The rally in equities and other risk assets showed the dimming appeal of safe-haven investments. A day after slumping nearly 1 percent on Wednesday, spot gold traded little changed around $1,597 an ounce and was headed for its longest run of monthly declines in more than 16 years.
"Right now, authorities appear to be striving to steer their policies while controlling expectations to their benefit," said Takao Hattori, senior investment strategist at Mitsubishi UFJ Morgan Stanley Securities in Tokyo.
"By their super-easy monetary policy, the U.S. and Japan are working on expectations for future inflation while the ECB has kept up expectations that it will not let the euro zone collapse under the weight of its debt," he said.

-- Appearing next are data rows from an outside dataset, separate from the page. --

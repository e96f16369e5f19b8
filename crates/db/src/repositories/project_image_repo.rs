//! Repository for the `project_images` table.

use obra_core::types::DbId;
use sqlx::PgPool;

use crate::models::project_image::{CreateProjectImage, ProjectImage, UpdateProjectImage};

/// Column list shared across queries to avoid repetition.
const COLUMNS: &str =
    "id, project_id, url, caption, image_date, position, created_at, updated_at";

/// Provides CRUD and ordering operations for project images.
pub struct ProjectImageRepo;

impl ProjectImageRepo {
    /// Append an image after the project's current last position.
    pub async fn create(
        pool: &PgPool,
        project_id: DbId,
        input: &CreateProjectImage,
    ) -> Result<ProjectImage, sqlx::Error> {
        let query = format!(
            "INSERT INTO project_images (project_id, url, caption, image_date, position)
             VALUES ($1, $2, $3, $4,
                     (SELECT COALESCE(MAX(position) + 1, 0)
                      FROM project_images WHERE project_id = $1))
             RETURNING {COLUMNS}"
        );
        sqlx::query_as::<_, ProjectImage>(&query)
            .bind(project_id)
            .bind(&input.url)
            .bind(&input.caption)
            .bind(&input.image_date)
            .fetch_one(pool)
            .await
    }

    /// Find an image by ID.
    pub async fn find_by_id(pool: &PgPool, id: DbId) -> Result<Option<ProjectImage>, sqlx::Error> {
        let query = format!("SELECT {COLUMNS} FROM project_images WHERE id = $1");
        sqlx::query_as::<_, ProjectImage>(&query)
            .bind(id)
            .fetch_optional(pool)
            .await
    }

    /// List a project's images in display order.
    pub async fn list_for_project(
        pool: &PgPool,
        project_id: DbId,
    ) -> Result<Vec<ProjectImage>, sqlx::Error> {
        let query = format!(
            "SELECT {COLUMNS} FROM project_images
             WHERE project_id = $1
             ORDER BY position ASC, created_at ASC"
        );
        sqlx::query_as::<_, ProjectImage>(&query)
            .bind(project_id)
            .fetch_all(pool)
            .await
    }

    /// Update image metadata. Returns `None` if the image does not belong to
    /// `project_id`.
    pub async fn update(
        pool: &PgPool,
        project_id: DbId,
        id: DbId,
        input: &UpdateProjectImage,
    ) -> Result<Option<ProjectImage>, sqlx::Error> {
        let query = format!(
            "UPDATE project_images SET
                caption = COALESCE($3, caption),
                image_date = COALESCE($4, image_date),
                updated_at = NOW()
             WHERE id = $1 AND project_id = $2
             RETURNING {COLUMNS}"
        );
        sqlx::query_as::<_, ProjectImage>(&query)
            .bind(id)
            .bind(project_id)
            .bind(&input.caption)
            .bind(&input.image_date)
            .fetch_optional(pool)
            .await
    }

    /// Delete an image, returning the removed row so the caller can clean up
    /// the stored object.
    pub async fn delete(
        pool: &PgPool,
        project_id: DbId,
        id: DbId,
    ) -> Result<Option<ProjectImage>, sqlx::Error> {
        let query = format!(
            "DELETE FROM project_images WHERE id = $1 AND project_id = $2 RETURNING {COLUMNS}"
        );
        sqlx::query_as::<_, ProjectImage>(&query)
            .bind(id)
            .bind(project_id)
            .fetch_optional(pool)
            .await
    }

    /// Rewrite `position` so the images appear in `ordered_ids` order.
    ///
    /// Runs in one transaction. Returns `false` (and changes nothing) if the
    /// ids are not exactly the project's image set.
    pub async fn reorder(
        pool: &PgPool,
        project_id: DbId,
        ordered_ids: &[DbId],
    ) -> Result<bool, sqlx::Error> {
        let mut tx = pool.begin().await?;

        let existing: Vec<DbId> = sqlx::query_scalar(
            "SELECT id FROM project_images WHERE project_id = $1 FOR UPDATE",
        )
        .bind(project_id)
        .fetch_all(&mut *tx)
        .await?;

        if !same_id_set(&existing, ordered_ids) {
            tx.rollback().await?;
            return Ok(false);
        }

        for (position, id) in ordered_ids.iter().enumerate() {
            sqlx::query(
                "UPDATE project_images SET position = $3
                 WHERE id = $1 AND project_id = $2",
            )
            .bind(id)
            .bind(project_id)
            .bind(position as i32)
            .execute(&mut *tx)
            .await?;
        }

        tx.commit().await?;
        Ok(true)
    }
}

/// Whether `requested` is a permutation of `existing`.
fn same_id_set(existing: &[DbId], requested: &[DbId]) -> bool {
    if existing.len() != requested.len() {
        return false;
    }
    let mut a = existing.to_vec();
    let mut b = requested.to_vec();
    a.sort();
    b.sort();
    a == b
}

The MSCI's broadest index of Asia-Pacific shares outside Japan was up 0.3 percent and was set for a monthly gain of 0.4 percent.
Australian shares rose 0.8 percent, Hong Kong shares added 0.9 percent and Indonesian stocks continued their bull run to hit another record high after closing on Wednesday at a record.
Japan's Nikkei stock average climbed 0.9 percent as the yen softened.
Bernanke, speaking before Congress for a second day, downplayed on Wednesday signs of internal divisions, saying the policy of quantitative easing has the support of a "significant majority" of top central bank policymakers.
U.S. stocks rallied, cheered also by the biggest jump since December 2011 in durable goods orders last month, as the solid gauge of planned U.S. business spending signalled increased confidence in the durability of the economic recovery.
Uncertainty over an imminent U.S. fiscal tightening could dampen the positive mood, however, as President Barack Obama and Republican congressional leaders have not reached a deal to avoid the $85-billion in automatic "sequestration" spending cuts, due to start on Friday.
Regional data released on Thursday was mixed.
Australian business investment showed a surprise fall last quarter as firms outside the red-hot mining sector cut back, while estimates of future spending confirmed the long boom in resource investment was likely to end this year.
Japan's industrial output, on the other hand, rose for a second straight month in January, offering some evidence that the export-reliant economy may be emerging from a mild recession, taking strength from a pick-up in global demand and the weaker yen.
European shares rebounded from the previous session's tumble on Wednesday, supported by a well-bid Italian bond auction.
Italy's borrowing costs rose to their highest in four months on Wednesday at the first bond auction since this week's inconclusive election but solid demand from domestic investors eased fears that the political deadlock could destabilize Europe's second-biggest sovereign debt market.
"While markets still wonder whether Italian politics will derail the weak recovery, they seem eager to downplay the heightened political risks," Barclays Capital said in a note.
"Indeed there is room for optimism -- if the Italian risks remain contained -- as signals of stabilization continue to emerge," it said.
The euro inched up 0.1 percent to $1.3145, well above a seven-week low of $1.3018 on Tuesday.
The yen eased 0.2 percent against the dollar to 92.41. The yen hit its lowest since May 2010 of 94.77 on Monday before the outcome of the Italian vote rattled financial markets and sent the yen soaring to 90.85 yen.
The yen also fell 0.3 percent against the euro to 121.44 after jumping to 118.74 on Monday.
U.S. crude rose 0.4 percent to $93.10 a barrel while Brent rose 0.3 percent to $112.22.